Young Jae Parka , Ho Young Jangb , Kwon Hoi Kimc , Dong Ki Hwangd , Suk Min Leed*

aDivision of Rehabilitation unit, Department of Rehabilitation Medicine, Kangbuk Samsung Hospital, Seoul, Republic of Korea
bDepartment of Physical Therapy, Catholic University Eunpyeong St. Mary’s Hospital
cDepartment of Physical Therapy, Catholic University Uijeongbu St. Mary’s Hosipital
dDepartment of Physical Therapy, Graduate School of Sahmyook University, Seoul, Republic of Korea
Correspondence to: Suk Min Lee (ORCID https://orcid.org/0000-0002-6062-956X)
Department of Physical Therapy, College of Health and Welfare, Sahmyook University, Seoul, Republic of Korea
Tel: +82-10-3704-5650 Fax: +82-2-3399-1639 E-mail: leesm@syu.ac.kr
Received June 19, 2022; Revised August 14, 2022; Accepted September 16, 2022.
cc This is an Open-Access article distributed under the terms of the Creative Commons Attribution Non-Commercial License (http://creativecommons.org/licenses/by-nc/4.0) which permits unrestricted non-commercial use, distribution, and reproduction in any medium, provided the original work is properly cited.
Abstract
Objective: To investigate the reliability and validity of static balance measurements using an acceleration sensor and a gyroscope sensor in smart phone inertial sensors.
Design: Equivalent control group pretest-posttest.
Methods: Subjects were forty five healthy adults aged twenty to fifty-years-old who had no disease that could affect the experiment. After pre-test, all participants wore a waist band with smart phone, and conducted six static balance measurements on the force plate twice for 35 seconds each. To investigate the test-retest reliability of both smart phone inertial sensors, we compared the intra-correlation coefficient (ICC 3, 1) between primary and secondary measurements with the calculated root mean scale-total data. To determine the validity of the two sensors, it was measured simultaneously with force plate, and the comparision was done by Pearson’s correlation.
Results: The test-retest reliability showed excellent correlation for acceleration sensor, and it also showed excellent to good correlation for gyroscope sensor(p<0.05). The concurrent validity of smartphone inertial sensors showed a mostly poor to fair correlation for tandem-stance and one-leg-stance (p<0.05) and unacceptable correlation for the other postures (p>0.05). The gyroscope sensor showed a fair correlation for most of the RMS-Total data, and the other data also showed poor to fair correlation (p<0.05).
Conclusions: The result indicates that both acceleration sensor and gyroscope sensor has good reliability, and that compared to force plate, acceleration sensor has unacceptable or poor correlation, and gyroscope sensor has mostly fair correlation.
Keywords : Telemedicine, Wearable Technology, Postural Balance, Smartphones
Introduction

Fall refers to falling to a lower position or floor than an individual's intention during daily life [1] and falls due to loss of balance can cause serious complications such as trauma and fractures [2]. In particular, aging causes functional loss and degeneration of all organs and tissues. Also, it increases instability in everyday life [3]. According to the Korea Ministry of Health and Welfare survey of senior citizens aged 65 and older, the rate of falling is about 15.9% per year, and the rate of hospitalization is about 64.9% [4].

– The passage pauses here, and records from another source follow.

use chrono::{DateTime, Utc};
use serde::{Deserialize, Serialize};
use std::collections::BTreeMap;
use thiserror::Error;

use super::ids::DayId;

#[derive(Debug, Error, Clone, PartialEq, Eq)]
#[non_exhaustive]
pub enum ProgressError {
    #[error("quiz score {0} is out of range 0..=100")]
    ScoreOutOfRange(u8),

    #[error("completion percentage {0} is out of range 0..=100")]
    PercentageOutOfRange(u8),

    #[error("day marked completed without any completed section")]
    CompletedWithoutSections,
}

/// A quiz result as an integer percentage, validated to `0..=100`.
#[derive(Debug, Clone, Copy, PartialEq, Eq, PartialOrd, Ord, Serialize, Deserialize)]
#[serde(transparent)]
pub struct QuizScore(u8);

impl QuizScore {
    /// # Errors
    ///
    /// Returns `ProgressError::ScoreOutOfRange` for values above 100.
    pub fn new(percent: u8) -> Result<Self, ProgressError> {
        if percent > 100 {
            return Err(ProgressError::ScoreOutOfRange(percent));
        }
        Ok(Self(percent))
    }

    #[must_use]
    pub fn value(&self) -> u8 {
        self.0
    }
}

/// Per-day progress record for one user.
///
/// Completed sections and slides have set semantics (no duplicates) but keep
/// insertion order for the UI. Quiz scores live in an ordered map so that
/// serialization and merging stay deterministic.
///
/// A day counts as completed at 100% of its sections. The reference behavior
/// also displayed "complete" at 80% in the UI; that display rule is a
/// presentation concern and is not modeled here.
#[derive(Debug, Clone, PartialEq, Eq)]
pub struct DayProgress {
    day: DayId,
    completed_sections: Vec<String>,
    completed_slides: Vec<String>,
    quiz_scores: BTreeMap<String, QuizScore>,
    current_slide: u32,
    completion_percentage: u8,
    completed_at: Option<DateTime<Utc>>,
    last_accessed: DateTime<Utc>,
}

impl DayProgress {
    /// Creates an empty record for a day, first touched at `now`.
    #[must_use]
    pub fn new(day: DayId, now: DateTime<Utc>) -> Self {
        Self {
            day,
            completed_sections: Vec::new(),
            completed_slides: Vec::new(),
            quiz_scores: BTreeMap::new(),
            current_slide: 0,
            completion_percentage: 0,
            completed_at: None,
            last_accessed: now,
        }
    }

    /// Rehydrates a record from persisted storage.
    ///
    /// Duplicate section/slide entries are collapsed, keeping first
    /// occurrence order.
    ///
    /// # Errors
    ///
    /// Returns `ProgressError` if the percentage is out of range or the
    /// record claims completion with no completed sections.
    #[allow(clippy::too_many_arguments)]
    pub fn from_persisted(
        day: DayId,
        completed_sections: Vec<String>,
        completed_slides: Vec<String>,
        quiz_scores: BTreeMap<String, QuizScore>,
        current_slide: u32,
        completion_percentage: u8,
        completed_at: Option<DateTime<Utc>>,
        last_accessed: DateTime<Utc>,
    ) -> Result<Self, ProgressError> {
        if completion_percentage > 100 {
            return Err(ProgressError::PercentageOutOfRange(completion_percentage));
        }
        if completed_at.is_some() && completed_sections.is_empty() {
            return Err(ProgressError::CompletedWithoutSections);
        }

        Ok(Self {
            day,
            completed_sections: dedup_preserving_order(completed_sections),
            completed_slides: dedup_preserving_order(completed_slides),
            quiz_scores,
            current_slide,
            completion_percentage,
            completed_at,
            last_accessed,
        })
    }

    #[must_use]
    pub fn day(&self) -> DayId {
        self.day
    }

    #[must_use]
    pub fn completed_sections(&self) -> &[String] {
        &self.completed_sections
    }

    #[must_use]
    pub fn completed_slides(&self) -> &[String] {
        &self.completed_slides
    }

    #[must_use]
    pub fn quiz_scores(&self) -> &BTreeMap<String, QuizScore> {
        &self.quiz_scores
    }

    #[must_use]
    pub fn current_slide(&self) -> u32 {
        self.current_slide
    }

    #[must_use]
    pub fn completion_percentage(&self) -> u8 {
        self.completion_percentage
    }

    #[must_use]
    pub fn completed_at(&self) -> Option<DateTime<Utc>> {
        self.completed_at
    }

    #[must_use]
    pub fn last_accessed(&self) -> DateTime<Utc> {
        self.last_accessed
    }

    /// Canonical completion rule: all sections done, and at least one exists.
    #[must_use]
    pub fn is_completed(&self) -> bool {
        self.completion_percentage == 100 && !self.completed_sections.is_empty()
    }

    #[must_use]
    pub fn has_section(&self, section_id: &str) -> bool {
        self.completed_sections.iter().any(|s| s == section_id)
    }

    #[must_use]
    pub fn has_slide(&self, slide_id: &str) -> bool {
        self.completed_slides.iter().any(|s| s == slide_id)
    }

    /// Toggles a section's completion and re-derives the percentage.
    ///
    /// Marking an already-complete section (or unmarking an absent one) is a
    /// no-op apart from the access timestamp.
    pub fn set_section(
        &mut self,
        section_id: &str,
        completed: bool,
        total_sections: u32,
        now: DateTime<Utc>,
    ) {
        if completed {
            if !self.has_section(section_id) {
                self.completed_sections.push(section_id.to_owned());
            }
        } else {
            self.completed_sections.retain(|s| s != section_id);
        }
        self.recompute_completion(total_sections, now);
        self.last_accessed = now;
    }

    /// Marks a slide as viewed.
    pub fn mark_slide(&mut self, slide_id: &str, now: DateTime<Utc>) {
        if !self.has_slide(slide_id) {
            self.completed_slides.push(slide_id.to_owned());
        }
        self.last_accessed = now;
    }

    /// Records a quiz score, overwriting any previous attempt.
    pub fn record_quiz_score(&mut self, quiz_id: &str, score: QuizScore, now: DateTime<Utc>) {
        self.quiz_scores.insert(quiz_id.to_owned(), score);
        self.last_accessed = now;
    }

    /// Bookmarks the slide the user is currently on.
    pub fn set_current_slide(&mut self, index: u32, now: DateTime<Utc>) {
        self.current_slide = index;
        self.last_accessed = now;
    }

    /// Re-derives `completion_percentage` from the completed-section count.
    ///
    /// Percentage is `round(100 * completed / total)`, clamped to 100 so
    /// stale section ids from older course revisions cannot overflow it.
    /// Completion time is set on reaching 100% and cleared if the day drops
    /// back below it.
    pub fn recompute_completion(&mut self, total_sections: u32, now: DateTime<Utc>) {
        let completed = u32::try_from(self.completed_sections.len()).unwrap_or(u32::MAX);
        self.completion_percentage = derive_completion_percentage(completed, total_sections);

        if self.is_completed() {
            if self.completed_at.is_none() {
                self.completed_at = Some(now);
            }
        } else {
            self.completed_at = None;
        }
    }

    /// Crate-internal constructor for the conflict resolver, which upholds
    /// the invariants itself.
    #[allow(clippy::too_many_arguments)]
    pub(crate) fn assemble(
        day: DayId,
        completed_sections: Vec<String>,
        completed_slides: Vec<String>,
        quiz_scores: BTreeMap<String, QuizScore>,
        current_slide: u32,
        completion_percentage: u8,
        completed_at: Option<DateTime<Utc>>,
        last_accessed: DateTime<Utc>,
    ) -> Self {
        Self {
            day,
            completed_sections,
            completed_slides,
            quiz_scores,
            current_slide,
            completion_percentage,
            completed_at,
            last_accessed,
        }
    }
}

/// Percentage of `total` covered by `completed`, rounded to the nearest
/// integer and clamped to 100 so stale section ids from older course
/// revisions cannot overflow it. A zero total is always 0%.
#[must_use]
pub fn derive_completion_percentage(completed: u32, total: u32) -> u8 {
    if total == 0 {
        return 0;
    }
    let rounded = (u64::from(completed) * 100 + u64::from(total) / 2) / u64::from(total);
    u8::try_from(rounded.min(100)).unwrap_or(100)
}

fn dedup_preserving_order(items: Vec<String>) -> Vec<String> {
    let mut out: Vec<String> = Vec::with_capacity(items.len());
    for item in items {
        if !out.contains(&item) {
            out.push(item);
        }
    }
    out
}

Balance is the ability to maintain the center of gravity (COG) of the body in the basal plane [5], and is an essential component of functional activity during daily life [2]. The body requires delicate interactions of the motor and sensory systems to maintain balance [6], however, it is reduced by aging-induced muscle strength, impaired proprioceptive sense, vestibular and visual impairment, and delayed response time, as a result, increases the risk of falls [7, 8].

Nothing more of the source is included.